Saved data entries:
pub mod auth;
pub mod error;
pub mod events;
pub mod http;
pub mod ids;
pub mod sse;
pub mod types;

pub use auth::{CredentialProvider, StaticCredentials};
pub use error::{ApiError, ApiResult};
pub use events::{
    BoxFuture, ErrorCause, ExchangeEvent, ExchangeEventSender, ExchangeEventStream,
    ExchangeStreamHandle, ExchangeWorker, make_event_stream,
};
pub use http::{BackendConfig, HttpBackend};
pub use ids::{AgentId, ChatId, MessageId, TEMPORARY_ID_PREFIX, ValidationId};
pub use sse::SseStreamParser;
pub use types::{
    Chat, DEFAULT_CHAT_TITLE, ExchangeRequest, Message, Role, Source, ValidationOutcome,
    ValidationRequest, unix_timestamp_seconds,
};

pub trait ChatDirectory: Send + Sync {
    fn list_chats<'a>(&'a self) -> BoxFuture<'a, ApiResult<Vec<Chat>>>;
    fn create_chat<'a>(&'a self) -> BoxFuture<'a, ApiResult<Chat>>;
    fn delete_chat<'a>(&'a self, chat_id: &'a ChatId) -> BoxFuture<'a, ApiResult<()>>;
}

pub trait MessagePersistence: Send + Sync {
    /// Durable history for one chat, oldest first.
    fn list_messages<'a>(&'a self, chat_id: &'a ChatId) -> BoxFuture<'a, ApiResult<Vec<Message>>>;
}

pub trait ExchangeTransport: Send + Sync {
    /// Opens the incremental channel for one exchange.
    ///
    /// The returned worker must be spawned by the caller; dropping the stream cancels it.
    fn open_exchange(&self, request: ExchangeRequest) -> ApiResult<ExchangeStreamHandle>;
    /// Best-effort request asking the backend to abandon the in-flight exchange.
    fn abandon_exchange<'a>(&'a self, chat_id: &'a ChatId) -> BoxFuture<'a, ApiResult<()>>;
}

pub trait ValidationService: Send + Sync {
    fn approve<'a>(
        &'a self,
        validation_id: &'a ValidationId,
        always_allow: bool,
    ) -> BoxFuture<'a, ApiResult<ValidationOutcome>>;
    fn reject<'a>(
        &'a self,
        validation_id: &'a ValidationId,
        reason: Option<String>,
    ) -> BoxFuture<'a, ApiResult<ValidationOutcome>>;
    fn feedback<'a>(
        &'a self,
        validation_id: &'a ValidationId,
        text: String,
    ) -> BoxFuture<'a, ApiResult<ValidationOutcome>>;
}

/// Every collaborator the session manager consumes.
pub trait Backend: ChatDirectory + MessagePersistence + ExchangeTransport + ValidationService {}

impl<T> Backend for T where T: ChatDirectory + MessagePersistence + ExchangeTransport + ValidationService {}
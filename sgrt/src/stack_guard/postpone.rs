use super::StackGuard;
use crate::log::Verbosity;
use std::marker::PhantomData;

/// While at least one `PostponeInterruptsScope` is alive for a guard, interrupts requested of that
/// guard are recorded but don't arm its limits. When the outermost scope is dropped, the limits
/// are armed if anything was requested in the meantime.
///
/// A scope must be dropped on the thread that created it, and scopes must be dropped in the
/// reverse order they were created.
///
/// A scope only applies to the thread record that was installed when it was created: if it is
/// dropped while another thread's record is installed, nothing happens.
pub struct PostponeInterruptsScope<'a> {
    guard: &'a StackGuard,
    record: u64,
    _dont_send_or_sync_me: PhantomData<*mut ()>,
}

impl<'a> PostponeInterruptsScope<'a> {
    pub(crate) fn new(guard: &'a StackGuard) -> Self {
        let record = guard.enter_postpone();
        Self {
            guard,
            record,
            _dont_send_or_sync_me: PhantomData,
        }
    }
}

impl Drop for PostponeInterruptsScope<'_> {
    fn drop(&mut self) {
        if self.guard.exit_postpone(self.record) {
            self.guard
                .log()
                .log(Verbosity::InterruptEvent, "postponed interrupts armed");
        }
    }
}
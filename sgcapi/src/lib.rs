//! This crate exports the stack guard API via the C ABI.
//!
//! We use a dedicated crate for exporting to C, as you quickly get into linkage trouble if you try
//! and mix Rust dynamic libraries (namely you can get duplicate copies of dependencies).
//!
//! Contexts are handed to C as raw pointers. A context created by [sg_context_new] must be freed
//! with [sg_context_drop]; the context returned by [sg_context_global] must never be freed.

use libc::c_void;
use sgrt::{
    ContextBuilder, ContextThread, ExecutionContext, GuardError, InterruptCallback,
    InterruptHandler, ARCHIVE_SPACE_PER_THREAD,
};
use std::{ptr, sync::Arc};

/// The outcome of a stack check or an invocation, as seen from C.
#[repr(C)]
#[derive(Debug, PartialEq)]
pub enum SgStatus {
    Ok = 0,
    StackOverflow = 1,
    Terminated = 2,
    NestingTooDeep = 3,
    /// A thread's archived guard state couldn't be saved or restored.
    ArchiveError = 4,
}

impl From<Result<(), GuardError>> for SgStatus {
    fn from(r: Result<(), GuardError>) -> Self {
        match r {
            Ok(()) => SgStatus::Ok,
            Err(GuardError::StackOverflow) => SgStatus::StackOverflow,
            Err(GuardError::TerminateExecution) => SgStatus::Terminated,
            Err(GuardError::NestingTooDeep { .. }) => SgStatus::NestingTooDeep,
            Err(GuardError::ArchiveTooSmall { .. } | GuardError::ArchiveInvalid(_)) => {
                SgStatus::ArchiveError
            }
        }
    }
}

/// Create a context configured from the environment. Returns null (after printing the reason to
/// stderr) if the environment holds an invalid configuration.
#[no_mangle]
pub extern "C" fn sg_context_new() -> *const ExecutionContext {
    match ContextBuilder::new().and_then(ContextBuilder::build) {
        Ok(ctx) => Arc::into_raw(ctx),
        Err(e) => {
            eprintln!("sg_context_new: {e}");
            ptr::null()
        }
    }
}

#[no_mangle]
pub extern "C" fn sg_context_drop(ctx: *const ExecutionContext) {
    if !ctx.is_null() {
        drop(unsafe { Arc::from_raw(ctx) });
    }
}

#[no_mangle]
pub extern "C" fn sg_context_global() -> *const ExecutionContext {
    ExecutionContext::global()
}

/// Enter `ctx` on the calling thread, blocking until no other thread is inside it. The returned
/// handle must be passed to [sg_context_exit] on the same thread.
#[no_mangle]
pub extern "C" fn sg_context_enter(ctx: *const ExecutionContext) -> *mut ContextThread<'static> {
    let ctx = unsafe { &*ctx };
    Box::into_raw(Box::new(ctx.enter()))
}

#[no_mangle]
pub extern "C" fn sg_context_exit(ct: *mut ContextThread<'static>) {
    drop(unsafe { Box::from_raw(ct) });
}

#[no_mangle]
pub extern "C" fn sg_set_stack_limit(ctx: *const ExecutionContext, limit: usize) {
    unsafe { &*ctx }.stack_guard().set_stack_limit(limit);
}

/// C callers have nobody to dispatch to beyond the API interrupt callback.
struct CHandler;

impl InterruptHandler for CHandler {}

/// Check the stack of the thread inside `ctx`, handling any pending interrupts.
#[no_mangle]
pub extern "C" fn sg_stack_check(ctx: *const ExecutionContext) -> SgStatus {
    sgrt::stack_check(unsafe { &*ctx }.stack_guard(), &mut CHandler).into()
}

/// Call `f(data)` as a nested invocation in `ctx`, which the calling thread must have entered.
/// `f` isn't called if the stack has already overflowed or if `SG_MAX_NESTING` invocations are
/// already active.
#[no_mangle]
pub extern "C" fn sg_invoke(
    ctx: *const ExecutionContext,
    f: extern "C" fn(*mut c_void),
    data: *mut c_void,
) -> SgStatus {
    sgrt::invoke(unsafe { &*ctx }.stack_guard(), || f(data)).into()
}

/// Write out the statistics `ctx` has gathered so far, if `SGD_LOG_STATS` is set. The global
/// context is never freed, so this is the only way to see its statistics.
#[no_mangle]
pub extern "C" fn sg_context_output_stats(ctx: *const ExecutionContext) {
    unsafe { &*ctx }.output_stats();
}

#[no_mangle]
pub extern "C" fn sg_request_interrupt(
    ctx: *const ExecutionContext,
    cb: InterruptCallback,
    data: *mut c_void,
) {
    unsafe { &*ctx }.stack_guard().request_interrupt(cb, data);
}

#[no_mangle]
pub extern "C" fn sg_clear_interrupt(ctx: *const ExecutionContext) {
    unsafe { &*ctx }.stack_guard().clear_interrupt();
}

#[no_mangle]
pub extern "C" fn sg_terminate_execution(ctx: *const ExecutionContext) {
    unsafe { &*ctx }.stack_guard().terminate_execution();
}

#[no_mangle]
pub extern "C" fn sg_cancel_terminate_execution(ctx: *const ExecutionContext) {
    unsafe { &*ctx }.stack_guard().cancel_terminate_execution();
}

#[no_mangle]
pub extern "C" fn sg_is_terminating(ctx: *const ExecutionContext) -> bool {
    unsafe { &*ctx }.stack_guard().is_terminate_execution()
}

#[no_mangle]
pub extern "C" fn sg_request_gc(ctx: *const ExecutionContext) {
    unsafe { &*ctx }.stack_guard().request_gc();
}

#[no_mangle]
pub extern "C" fn sg_preempt(ctx: *const ExecutionContext) {
    unsafe { &*ctx }.stack_guard().preempt();
}

#[no_mangle]
pub extern "C" fn sg_archive_space_per_thread() -> usize {
    ARCHIVE_SPACE_PER_THREAD
}
//! The lock primitives under contention.

use parking_lot::{Condvar, Mutex as PlMutex};
use sgrt::platform::{LazyMutex, LazyRecursiveMutex, LockGuard, Mutex, RecursiveMutex};
use std::{cell::UnsafeCell, sync::Arc, thread, time::Duration};

struct Counter(UnsafeCell<u64>);

// Only touched while holding `COUNTER_LOCK`.
unsafe impl Sync for Counter {}

static COUNTER_LOCK: LazyMutex = LazyMutex::new(Mutex::new);
static COUNTER: Counter = Counter(UnsafeCell::new(0));

#[test]
fn lazy_mutex_excludes() {
    const THREADS: u64 = 8;
    const ITERS: u64 = 10_000;

    thread::scope(|s| {
        for _ in 0..THREADS {
            s.spawn(|| {
                for _ in 0..ITERS {
                    let _g = LockGuard::new(COUNTER_LOCK.pointer());
                    // A non-atomic read-modify-write: lost updates would show up in the total.
                    unsafe {
                        let v = *COUNTER.0.get();
                        *COUNTER.0.get() = v + 1;
                    }
                }
            });
        }
    });
    let _g = LockGuard::new(COUNTER_LOCK.pointer());
    assert_eq!(unsafe { *COUNTER.0.get() }, THREADS * ITERS);
}

#[test]
fn try_lock_while_held() {
    let m = Arc::new(Mutex::new());
    // (held, released)
    let state = Arc::new((PlMutex::new((false, false)), Condvar::new()));
    let t = thread::spawn({
        let (m, state) = (Arc::clone(&m), Arc::clone(&state));
        move || {
            let g = LockGuard::new(&*m);
            let (lk, cv) = &*state;
            lk.lock().0 = true;
            cv.notify_all();
            let mut st = lk.lock();
            while !st.1 {
                cv.wait(&mut st);
            }
            drop(g);
        }
    });
    let (lk, cv) = &*state;
    {
        let mut st = lk.lock();
        while !st.0 {
            cv.wait(&mut st);
        }
    }
    for _ in 0..100 {
        assert!(!m.try_lock());
    }
    lk.lock().1 = true;
    cv.notify_all();
    t.join().unwrap();
    assert!(m.try_lock());
    unsafe { m.unlock() };
}

static RLOCK: LazyRecursiveMutex = LazyRecursiveMutex::new(RecursiveMutex::new);

#[test]
fn recursive_needs_every_unlock() {
    const DEPTH: usize = 5;

    let rm = RLOCK.pointer();
    for _ in 0..DEPTH {
        rm.lock();
    }
    thread::scope(|s| {
        for remaining in (1..=DEPTH).rev() {
            assert!(
                !s.spawn(|| {
                    let got = rm.try_lock();
                    if got {
                        unsafe { rm.unlock() };
                    }
                    got
                })
                .join()
                .unwrap(),
                "acquired with {remaining} levels still held"
            );
            unsafe { rm.unlock() };
        }
        // Now fully released, another thread can take it.
        let t = s.spawn(|| {
            let _g = LockGuard::new(rm);
            thread::sleep(Duration::from_millis(10));
            rm.is_owned_by_current_thread()
        });
        assert!(t.join().unwrap());
    });
    assert!(rm.try_lock());
    unsafe { rm.unlock() };
}
use super::StackGuard;
use crate::platform::current_stack_position;

/// The lock-free stack checks that guarded code performs.
///
/// [StackLimitCheck::should_trap] is the check to place at function entries and loop back edges:
/// it fails both when the stack has overflowed and when an interrupt is armed. Once it fails,
/// hand over to [crate::handle_stack_guard_interrupt] to find out which.
/// [StackLimitCheck::has_overflowed] ignores interrupts, and is for native code that only cares
/// about running out of stack.
#[derive(Clone, Copy)]
pub struct StackLimitCheck<'a> {
    guard: &'a StackGuard,
}

impl<'a> StackLimitCheck<'a> {
    pub fn new(guard: &'a StackGuard) -> Self {
        Self { guard }
    }

    #[inline]
    pub fn has_overflowed(&self) -> bool {
        self.has_overflowed_at(current_stack_position())
    }

    /// Is `sp` beyond the real native limit?
    #[inline]
    pub fn has_overflowed_at(&self, sp: usize) -> bool {
        sp < self.guard.real_native_limit()
    }

    #[inline]
    pub fn should_trap(&self) -> bool {
        self.should_trap_at(current_stack_position())
    }

    /// Does `sp` fail the comparison against the effective language-level limit?
    #[inline]
    pub fn should_trap_at(&self, sp: usize) -> bool {
        sp < self.guard.js_limit()
    }
}

#[cfg(test)]
mod tests {
    use super::*;
    use crate::stack_guard::{test_guard, GuardConfig};

    #[test]
    fn traps() {
        let g = test_guard(GuardConfig::default());
        let check = StackLimitCheck::new(&g);
        assert!(!check.should_trap());
        assert!(!check.has_overflowed());
        g.set_stack_limit(0x10_000);
        assert!(check.should_trap_at(0xf_fff));
        assert!(!check.should_trap_at(0x10_000));
        assert!(check.has_overflowed_at(0xf_fff));

        g.preempt();
        // An armed interrupt traps at any position, but isn't an overflow.
        assert!(check.should_trap());
        assert!(check.should_trap_at(0x10_000));
        assert!(!check.has_overflowed());
        assert!(!check.has_overflowed_at(0x10_000));
    }
}
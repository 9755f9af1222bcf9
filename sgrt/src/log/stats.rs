//! This module records statistics about how often interrupts are requested and handled. In
//! non-testing mode, this is only enabled if the end user defines the environment variable
//! `SGD_LOG_STATS`. In testing mode, this is always enabled, with output being sent to `stderr`.

use crate::stack_guard::InterruptFlag;
use parking_lot::Mutex;
#[cfg(not(test))]
use std::env;
use std::{fs, ops::DerefMut};
use strum::{EnumCount, IntoEnumIterator};

pub(crate) struct Stats {
    // Most runs won't want statistics, so the common case must be the quickest possible check for
    // "are any stats to be recorded?": only if they are do we have to lock a `Mutex`.
    inner: Option<Mutex<StatsInner>>,
}

struct StatsInner {
    /// The path to write output. If exactly equal to `-`, output will be written to stderr.
    output_path: String,
    /// How often has each [InterruptFlag] been requested?
    requested: [u64; InterruptFlag::COUNT],
    /// How often has each [InterruptFlag] been dispatched by the interrupt handler?
    handled: [u64; InterruptFlag::COUNT],
    /// How many traps were genuine stack overflows?
    stack_overflows: u64,
    /// How many traps happened while interrupts were postponed?
    postponed_traps: u64,
    /// How many times has a thread's guard state been archived?
    threads_archived: u64,
    /// How many times has a thread's guard state been restored?
    threads_restored: u64,
}

impl Stats {
    #[cfg(not(test))]
    pub fn new() -> Self {
        if let Ok(p) = env::var("SGD_LOG_STATS") {
            Self {
                inner: Some(Mutex::new(StatsInner::new(p))),
            }
        } else {
            Self { inner: None }
        }
    }

    #[cfg(test)]
    pub fn new() -> Self {
        Self {
            inner: Some(Mutex::new(StatsInner::new("-".to_string()))),
        }
    }

    /// If `SGD_LOG_STATS` was specified, update `inner` by running the function `f`, otherwise
    /// return immediately without calling `f`.
    fn update_with<F>(&self, f: F)
    where
        F: FnOnce(&mut StatsInner),
    {
        if let Some(mtx) = &self.inner {
            f(mtx.lock().deref_mut());
        }
    }

    /// Increment the "`flag` has been requested" count.
    pub fn interrupt_requested(&self, flag: InterruptFlag) {
        self.update_with(|inner| inner.requested[flag as usize] += 1);
    }

    /// Increment the "`flag` has been dispatched" count.
    pub fn interrupt_handled(&self, flag: InterruptFlag) {
        self.update_with(|inner| inner.handled[flag as usize] += 1);
    }

    /// Increment the "a trap was a genuine stack overflow" count.
    pub fn stack_overflow(&self) {
        self.update_with(|inner| inner.stack_overflows += 1);
    }

    /// Increment the "a trap happened while interrupts were postponed" count.
    pub fn postponed_trap(&self) {
        self.update_with(|inner| inner.postponed_traps += 1);
    }

    pub fn thread_archived(&self) {
        self.update_with(|inner| inner.threads_archived += 1);
    }

    pub fn thread_restored(&self) {
        self.update_with(|inner| inner.threads_restored += 1);
    }

    /// Output these statistics to the appropriate output path.
    pub(crate) fn output(&self) {
        self.update_with(|inner| inner.output());
    }

    #[cfg(test)]
    pub(crate) fn handled_count(&self, flag: InterruptFlag) -> u64 {
        self.inner.as_ref().unwrap().lock().handled[flag as usize]
    }
}

impl Drop for Stats {
    fn drop(&mut self) {
        self.output();
    }
}

impl StatsInner {
    fn new(output_path: String) -> Self {
        Self {
            output_path,
            requested: [0; InterruptFlag::COUNT],
            handled: [0; InterruptFlag::COUNT],
            stack_overflows: 0,
            postponed_traps: 0,
            threads_archived: 0,
            threads_restored: 0,
        }
    }

    /// Output these statistics to the appropriate output path.
    fn output(&self) {
        let json = self.to_json();
        if self.output_path == "-" {
            eprintln!("{json}");
        } else {
            fs::write(&self.output_path, json).ok();
        }
    }

    /// Turn these statistics into JSON. The output is guaranteed to be sorted by field name so
    /// that textual matching of the JSON string is possible.
    fn to_json(&self) -> String {
        let mut fields = vec![
            (
                "stack_overflows".to_owned(),
                self.stack_overflows.to_string(),
            ),
            (
                "postponed_traps".to_owned(),
                self.postponed_traps.to_string(),
            ),
            (
                "threads_archived".to_owned(),
                self.threads_archived.to_string(),
            ),
            (
                "threads_restored".to_owned(),
                self.threads_restored.to_string(),
            ),
        ];
        for f in InterruptFlag::iter() {
            fields.push((
                format!("requested_{f}"),
                self.requested[f as usize].to_string(),
            ));
            fields.push((
                format!("handled_{f}"),
                self.handled[f as usize].to_string(),
            ));
        }
        // We sort the output fields so that tests can match the output with a simple text match.
        fields.sort_unstable_by(|(k1, _), (k2, _)| k1.cmp(k2));
        format!(
            r#"{{
    {}
}}"#,
            fields
                .iter()
                .map(|(x, y)| format!(r#""{x}": {y}"#))
                .collect::<Vec<_>>()
                .join(",\n    ")
        )
    }
}
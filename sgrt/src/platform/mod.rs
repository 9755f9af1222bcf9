//! Platform primitives: locks, lazily constructed values, and the native stack.

mod lazy;
mod mutex;
pub(crate) mod stack;

pub use lazy::LazyInstance;
pub use mutex::{LazyMutex, LazyRecursiveMutex, LockGuard, Lockable, Mutex, RecursiveMutex};
pub use stack::current_stack_position;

Task objective
Find how many lines in the entries above use the word "each". Write the number alone.

Exercise solution
2